The issue will come up for discussions again when negotiators meet next month.
New Delhi is understood to have agreed to bring down duties on wine by more than half from 150% to 40% above the threshold level of $4 per litre and whiskies over $6-$7 per litre.“ The EU is now pushing for cheaper alcohol to be entitled to the duty cuts offered and has asked us to lower the threshold level for wines to $3.2 per litre,” the official said.
Similarly, even in automobiles the EU has demanded concessions over and above what the two sides agreed upon earlier. “We had sealed the deal on automobiles earlier this year. New Delhi had offered the EU a very generous deal and there is no reason why it should be re-opened,” the official said.
In automobiles, India is understood to have agreed to allow imports of 2.5 lakh cars at 10% duty, a sixth of 60% it levies now, spread over five years. For cars outside the quota, New Delhi has offered to consider reducing import tariffs by half to 30%.
So far, India has not offered concessions on either alcohol or cars to any of its trading partners in its bilateral deals as these two sectors are young and hold a lot of growth potential. The Indian automobile industry, which has been protected so far be-hind high import tariff walls, is apprehensive that lowering duties for EU countries could spell havoc for the infant domestic industry.
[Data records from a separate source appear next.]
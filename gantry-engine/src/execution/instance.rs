// Job Instances
// Arena entries for concrete jobs and their status model

use crate::definition::Value;

use chrono::{DateTime, Utc};
use serde::Serialize;
use std::collections::HashMap;
use std::fmt;

/// Handle of a job instance in the plan arena
#[derive(Debug, Clone, Copy, Default, PartialEq, Eq, Hash, PartialOrd, Ord, Serialize)]
#[serde(transparent)]
pub struct InstanceId(pub usize);

impl InstanceId {
    pub fn index(self) -> usize {
        self.0
    }
}

impl fmt::Display for InstanceId {
    fn fmt(&self, f: &mut fmt::Formatter<'_>) -> fmt::Result {
        write!(f, "#{}", self.0)
    }
}

#[derive(Debug, Clone, Copy, PartialEq, Eq, Hash, Serialize)]
#[serde(rename_all = "camelCase")]
pub enum JobStatus {
    Pending,
    Blocked,
    Ready,
    Running,
    Succeeded,
    Failed,
    Skipped,
    Cancelled,
}

impl JobStatus {
    pub fn is_terminal(self) -> bool {
        matches!(
            self,
            JobStatus::Succeeded | JobStatus::Failed | JobStatus::Skipped | JobStatus::Cancelled
        )
    }

    /// Terminal states that let dependents proceed under `success()`
    pub fn satisfies_dependency(self) -> bool {
        matches!(self, JobStatus::Succeeded | JobStatus::Skipped)
    }

    /// Value of `needs.<job>.result`
    pub fn result_name(self) -> &'static str {
        match self {
            JobStatus::Succeeded => "success",
            JobStatus::Failed => "failure",
            JobStatus::Skipped => "skipped",
            JobStatus::Cancelled => "cancelled",
            JobStatus::Pending | JobStatus::Blocked | JobStatus::Ready | JobStatus::Running => {
                "pending"
            }
        }
    }
}

impl fmt::Display for JobStatus {
    fn fmt(&self, f: &mut fmt::Formatter<'_>) -> fmt::Result {
        fmt::Debug::fmt(self, f)
    }
}

#[derive(Debug, Clone, Copy, PartialEq, Eq, Serialize)]
#[serde(rename_all = "camelCase")]
pub enum StepStatus {
    Succeeded,
    Failed,
    Skipped,
    Cancelled,
}

impl StepStatus {
    /// Value of `steps.<id>.outcome`
    pub fn outcome_name(self) -> &'static str {
        match self {
            StepStatus::Succeeded => "success",
            StepStatus::Failed => "failure",
            StepStatus::Skipped => "skipped",
            StepStatus::Cancelled => "cancelled",
        }
    }
}

/// Recorded result of one step
#[derive(Debug, Clone, PartialEq, Serialize)]
#[serde(rename_all = "camelCase")]
pub struct StepOutcome {
    pub step_id: String,
    pub name: String,
    pub status: StepStatus,
    #[serde(skip_serializing_if = "HashMap::is_empty")]
    pub outputs: HashMap<String, String>,
    #[serde(skip_serializing_if = "Option::is_none")]
    pub error: Option<String>,
    pub continue_on_error: bool,
    pub duration_ms: u64,
}

/// Why an instance ended in a state other than Succeeded
#[derive(Debug, Clone, PartialEq, Eq, Serialize)]
#[serde(tag = "kind", rename_all = "camelCase")]
pub enum FailureCause {
    StepFailure { step: String, reason: String },
    ResourceUnavailable { scope: String, reason: String },
    UpstreamFailed { upstream: String },
    ConditionFalse,
    ConditionError { reason: String },
    Aborted,
    Internal { reason: String },
}

impl fmt::Display for FailureCause {
    fn fmt(&self, f: &mut fmt::Formatter<'_>) -> fmt::Result {
        match self {
            FailureCause::StepFailure { step, reason } => {
                write!(f, "step '{}' failed: {}", step, reason)
            }
            FailureCause::ResourceUnavailable { scope, reason } => {
                write!(f, "resource scope '{}' unavailable: {}", scope, reason)
            }
            FailureCause::UpstreamFailed { upstream } => {
                write!(f, "upstream job {} did not succeed", upstream)
            }
            FailureCause::ConditionFalse => f.write_str("condition evaluated to false"),
            FailureCause::ConditionError { reason } => {
                write!(f, "condition could not be evaluated: {}", reason)
            }
            FailureCause::Aborted => f.write_str("run aborted"),
            FailureCause::Internal { reason } => write!(f, "internal error: {}", reason),
        }
    }
}

/// A concrete job: one template at one matrix point
#[derive(Debug, Clone)]
pub struct JobInstance {
    pub id: InstanceId,
    /// Index of the template in the plan
    pub template: usize,
    pub template_name: String,
    pub label: String,
    pub bindings: Vec<(String, Value)>,
    /// Upstream instances, deduplicated, in arena order
    pub needs: Vec<InstanceId>,
    pub dependents: Vec<InstanceId>,
    /// Lease scope index in the plan, if the job is bound to one
    pub scope: Option<usize>,
    pub status: JobStatus,
    pub cause: Option<FailureCause>,
    pub steps: Vec<StepOutcome>,
    pub outputs: HashMap<String, String>,
    pub started_at: Option<DateTime<Utc>>,
    pub finished_at: Option<DateTime<Utc>>,
}

impl JobInstance {
    pub fn display_name(&self) -> String {
        if self.label.is_empty() {
            self.template_name.clone()
        } else {
            format!("{} ({})", self.template_name, self.label)
        }
    }

    pub fn matrix(&self) -> HashMap<String, Value> {
        self.bindings.iter().cloned().collect()
    }

    pub fn binding(&self, axis: &str) -> Option<&Value> {
        self.bindings
            .iter()
            .find(|(name, _)| name == axis)
            .map(|(_, v)| v)
    }
}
Industry body SIAM has warned that duty concessions will keep out investments from the country as foreign car makers would prefer to export their cars to India rather than set up manufacturing facilities.
India, which hopes to gain in the services sector, is also unhappy with the progress on issues such as gaining data secure status in the EU that will increase flow of sophisticated offshore business to the country.
In a recent meeting with the EU commissioner for taxation and customs union, India’s commerce minister Anand Sharma criticised the delay in EU’s study of India’s security processes.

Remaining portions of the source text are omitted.